Winfrey, Witherspoon, Kidman, Lange, and More Talk Hollywood’s Double Standards and Portraying Trauma in THR Roundtable
“I think everyone at this table is mission-driven,” Reese Witherspoon observed while participating in a roundtable hosted by The Hollywood Reporter. The Oscar winner explained, “We all have a mission to understand the greater humanity of women and to promote that.” Joining the “Big Little Lies” star in the discussion were other TV drama actresses with awards buzz: her “BLL” co-star Nicole Kidman, Oprah Winfrey (“The Immortal Life of Henrietta Lacks”), Jessica Lange (“Feud: Bette and Joan”), Elisabeth Moss (“The Handmaid’s Tale”), and Chrissy Metz (“This Is Us”).
The six stars addressed their responsibilities as storytellers, how the current political climate is affecting art, the different opportunities working in TV vs. film, portraying trauma onscreen, and plenty of other topics.
Here are some of the highlights of the discussion:
If they feel a sense of obligation to shed light on certain topics:
Witherspoon: “[Yes, by] just examining the human condition and also putting a bigger array and a more dynamic idea of what a woman is and what her experience is — and I think it has been such a great year.
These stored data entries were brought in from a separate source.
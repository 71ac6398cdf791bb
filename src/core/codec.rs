// SPDX-License-Identifier: Apache-2.0
// Copyright 2025 itsakeyfut
//
// Licensed under the Apache License, Version 2.0 (the "License");
// you may not use this file except in compliance with the License.
// You may obtain a copy of the License at
//
//     http://www.apache.org/licenses/LICENSE-2.0
//
// Unless required by applicable law or agreed to in writing, software
// distributed under the License is distributed on an "AS IS" BASIS,
// WITHOUT WARRANTIES OR CONDITIONS OF ANY KIND, either express or implied.
// See the License for the specific language governing permissions and
// limitations under the License.

//! Bounded bincode decoding
//!
//! Store indexes and save-state files come from disk or from host uploads,
//! so a length prefix inside them cannot be trusted. bincode allocates a
//! container as soon as it reads its length; without a byte limit a
//! damaged prefix turns into an allocation of whatever size it claims.
//!
//! [`decode_bounded`] picks a limit from the size of the input. Decoded
//! values are at most a small multiple of their encoding, so an honest
//! buffer never hits the limit while a lying prefix does.

use bincode::config;
use bincode::error::DecodeError;
use bincode::Decode;

/// Largest buffer accepted by [`decode_bounded`]
pub const MAX_ENCODED_BYTES: usize = 1 << 30;

/// Decode `data` with a byte limit scaled to its length
///
/// Returns [`DecodeError::LimitExceeded`] when `data` is larger than
/// [`MAX_ENCODED_BYTES`] or when a container inside it claims more memory
/// than the input could describe.
pub fn decode_bounded<T: Decode<()>>(data: &[u8]) -> Result<(T, usize), DecodeError> {
    let base = config::standard();
    match data.len() {
        n if n <= 1 << 16 => bincode::decode_from_slice(data, base.with_limit::<{ 1 << 22 }>()),
        n if n <= 1 << 20 => bincode::decode_from_slice(data, base.with_limit::<{ 1 << 26 }>()),
        n if n <= 1 << 24 => bincode::decode_from_slice(data, base.with_limit::<{ 1 << 30 }>()),
        n if n <= MAX_ENCODED_BYTES => {
            bincode::decode_from_slice(data, base.with_limit::<{ 1 << 34 }>())
        }
        _ => Err(DecodeError::LimitExceeded),
    }
}

#[cfg(test)]
mod tests {
    use super::*;

    #[test]
    fn test_honest_buffer_decodes() {
        let value: Vec<Vec<u8>> = vec![vec![7; 300], Vec::new(), vec![1, 2, 3]];
        let encoded = bincode::encode_to_vec(&value, config::standard()).unwrap();
        let (decoded, read): (Vec<Vec<u8>>, usize) = decode_bounded(&encoded).unwrap();
        assert_eq!(decoded, value);
        assert_eq!(read, encoded.len());
    }

    #[test]
    fn test_huge_length_prefix_rejected() {
        // varint u64 marker followed by 2^40
        let mut data = vec![253];
        data.extend_from_slice(&(1u64 << 40).to_le_bytes());
        data.extend_from_slice(&[0; 16]);

        let result: Result<(Vec<u8>, usize), _> = decode_bounded(&data);
        assert!(matches!(result, Err(DecodeError::LimitExceeded)));
    }
}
I look around the table [and think] about what these shows are and the topics that are coming up because of these shows, and it’s incredible. I have been talking about [‘The Handmaid’s Tale’] ad infinitum at dinner parties because it feels possible. I mean, you’re jogging and then you go in to buy a coffee and your credit card doesn’t work anymore. It could be any one of us.”
How “Feud” would have been different if Hillary Clinton were president:
Lange: “We started shooting in September, before the election, and Ryan [Murphy, the showrunner] said he was thinking, ‘Well, we’ll make this piece about misogyny, sexism, ageism, all of this, but come the beginning of the year, it might just be ironic.’ But of course …”
Moss: “It wasn’t.”
Lange: “No, we took a different turn, and I think it’s more relevant now than it could have possibly been at any other time. I don’t think we’ve ever seen this much misogyny, this much sexism, and I think the fact that we have this story that is set in a particular period, but obviously Hollywood in the 1960s, is just a microcosm of the greater atmosphere that we are all living through now.”
How Moss prepares for her rape scenes on “The Handmaid’s Tale”:
Moss: “I just thought, ‘What would one do in this situation?’ Which sounds so oversimple, perhaps, but I was just like, ‘If you were being sexually assaulted on a regular basis and you knew there was nothing you could do about it, what would you do?’ There’s no escape and you can’t fight back. And so I thought, ‘Well, she would probably try not to be there — try to go somewhere else.’”
Kidman: “Oh, yeah, that was so apparent.”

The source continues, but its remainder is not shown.